Homo habilis skull KNM-ER-1813
Brown dismisses the evidence for human evolution by oversimplifying and misrepresenting various aspects of it. For instance, he mentions two early finds of Homo erectus ("Java Man" and "Peking Man"), implying that early workers believed they were just apes, and that the latter lost during World War II--as if they were the only evidence known for this species, and dubious evidence at that. Actually, casts of Peking man (Homo erectus pekinensis) were made and are still available, and many subsequent specimens of H. erectus have been documented. All show features intermediate between humans and earlier hominids (in skull shape, brain capacity, etc), as throoughly documented by more recent workers (Foley, 2002). Moreover, even the early author Brown cites (DuBois, 1937) did not say they were just apes, but possibly "allied" (related) to gibbons. The early workers discussing Peking Man actually drew the opposite conclusion Brown implies, stating "...these are creatures with physical characteristics intermediate between the group of anthropoid apes and the group of Hominians." (Boule and Vallois, 1957). Brown cites a paper suggesting that Homo habilis should never have been classified in the genus Homo. He thus implies that this hominid was also merely an ape, even though its remains are often associated with stone tools, and a number of other YECs argue that it probably "human." In fact, like H. erectus and other hominids, it exhibits intermediate features, as the same author acknowledges, whatever the taxonomic and nomenclature issues. This explains why YECs can't seem to agree on which to pigeon hole as "all ape" vs "all human." True to form, Brown implies that all species of the genus Australopithecus (including A. afarensis, the famous "Lucy") were merely apes, citing an author suggesting that some Australopithecines could swing from trees. However, Brown did not clarify that the same author concluded (as have many others) that Lucy and most other Australopithecines could also walk bipedally, even if not as efficiently as modern humans (as would be expected for an intermediate form). In a thorough review of Brown's hominid claims Jim Foley (2002) showed that virtually every statement by Brown on the subject or human origins was erroneous or misleading. He noted that despite Brown's professed eagerness to debate evolutionists, Brown ignored his initiations to respond to his critiques.

Fossil Succession

Although not clearly explained by Brown, fossils in each geologic period show a characteristic assemblage of organisms, which are differ from those in preceding and succeeding periods, and conform to expected evolutionary patterns--a widely recognized phenomenon known as "fossil succession." For example, the previously discussed White Cliffs of Dover contain fossils typical of the Cretaceous period (certain corals, gastropods, ammonites, etc.), which differ from the fossils in periods above and below, and which change even within the period. Likewise, vascular plants first appear in the late Paleozoic, but many others do not arise until the early Mesozoic, and flowering plants not until the early Cretaceous. Many other examples could be cited. Instead of frankly acknowledging and dealing with such patterns, Brown just ambiguously suggests that "liquefaction" during the Flood explains "fossil layering" (whatever that means). In fact, liquefaction (a term that -in geologic usage- normally refers to damp, sandy rock or soil becoming fluid-like during earthquakes) is not even the way most fossil bearing beds form, and even if it were, it would not account for fossil succession.

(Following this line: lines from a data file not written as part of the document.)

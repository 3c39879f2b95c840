use std::time::Duration;

use serde::Deserialize;

use crate::services::search::GOOGLE_CSE_URL;

#[derive(Debug, Clone, Deserialize)]
pub struct AppConfig {
    /// Server bind address (e.g., "0.0.0.0:8000").
    #[serde(default = "default_bind_addr")]
    pub bind_addr: String,

    /// Image-to-text inference endpoint
    pub vision_url: String,

    /// Bearer token for the vision endpoint
    #[serde(default)]
    pub vision_api_token: Option<String>,

    #[serde(default = "default_vision_timeout")]
    pub vision_timeout_secs: u64,

    /// OpenAI-compatible base URL of the planning model
    #[serde(default = "default_planner_base_url")]
    pub planner_base_url: String,

    #[serde(default = "default_planner_api_key")]
    pub planner_api_key: String,

    #[serde(default = "default_planner_model")]
    pub planner_model: String,

    #[serde(default = "default_planner_timeout")]
    pub planner_timeout_secs: u64,

    /// Google Custom Search credentials. Product search is disabled without them.
    #[serde(default)]
    pub google_cse_api_key: Option<String>,

    #[serde(default)]
    pub google_cse_cx: Option<String>,

    #[serde(default = "default_search_base_url")]
    pub search_base_url: String,

    #[serde(default = "default_search_timeout")]
    pub search_timeout_secs: u64,

    #[serde(default = "default_page_fetch_timeout")]
    pub page_fetch_timeout_secs: u64,

    #[serde(default = "default_image_fetch_timeout")]
    pub image_fetch_timeout_secs: u64,

    #[serde(default = "default_max_image_bytes")]
    pub max_image_bytes: usize,

    /// Simultaneous product page fetches, clamped to 4..=8
    #[serde(default = "default_enrichment_concurrency")]
    pub enrichment_concurrency: usize,

    /// Wall-clock budget for a basic-mode job
    #[serde(default = "default_basic_budget")]
    pub basic_budget_secs: u64,

    /// Wall-clock budget for an extended-mode job
    #[serde(default = "default_extended_budget")]
    pub extended_budget_secs: u64,

    /// Finished jobs older than this are purged
    #[serde(default = "default_retention_days")]
    pub retention_days: u32,

    #[serde(default = "default_cleanup_interval")]
    pub cleanup_interval_secs: u64,
}

fn default_bind_addr() -> String {
    "0.0.0.0:8000".to_string()
}

fn default_vision_timeout() -> u64 {
    60
}

fn default_planner_base_url() -> String {
    "http://localhost:8001/v1".to_string()
}

fn default_planner_api_key() -> String {
    "dev".to_string()
}

fn default_planner_model() -> String {
    "Qwen/Qwen3-4B-Instruct-2507".to_string()
}

fn default_planner_timeout() -> u64 {
    45
}

fn default_search_base_url() -> String {
    GOOGLE_CSE_URL.to_string()
}

fn default_search_timeout() -> u64 {
    15
}

fn default_page_fetch_timeout() -> u64 {
    15
}

fn default_image_fetch_timeout() -> u64 {
    20
}

fn default_max_image_bytes() -> usize {
    10 * 1024 * 1024
}

fn default_enrichment_concurrency() -> usize {
    6
}

fn default_basic_budget() -> u64 {
    5
}

fn default_extended_budget() -> u64 {
    80
}

fn default_retention_days() -> u32 {
    30
}

fn default_cleanup_interval() -> u64 {
    3600
}

impl AppConfig {
    pub fn from_env() -> Result<Self, envy::Error> {
        dotenvy::dotenv().ok();
        envy::from_env()
    }

    pub fn cleanup_interval(&self) -> Duration {
        Duration::from_secs(self.cleanup_interval_secs.max(1))
    }
}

It is not even clear what rocks Brown believes were "liquefied" during the Flood, since he maintains that most sediments created by erosion of hydroplate edges during the "eruption phase". Such sediments would already be water laden and soft as they were eroded, and thus not involve "liquefaction". The eruptions would also not be close to land plants and animals, and thus have nothing to do with fossil succession for such creatures. Even for sea creatures, those buried in a global Flood would tend to entomb many modern and ancient forms together (such as ancient armored fish and trilobites with modern bony fish), which is not found in the fossil record. Even bottom dwelling bony fish are not found in early Paleozoic rocks, further undermining Brown's fuzzy comments about "fossil layering" and liquefaction.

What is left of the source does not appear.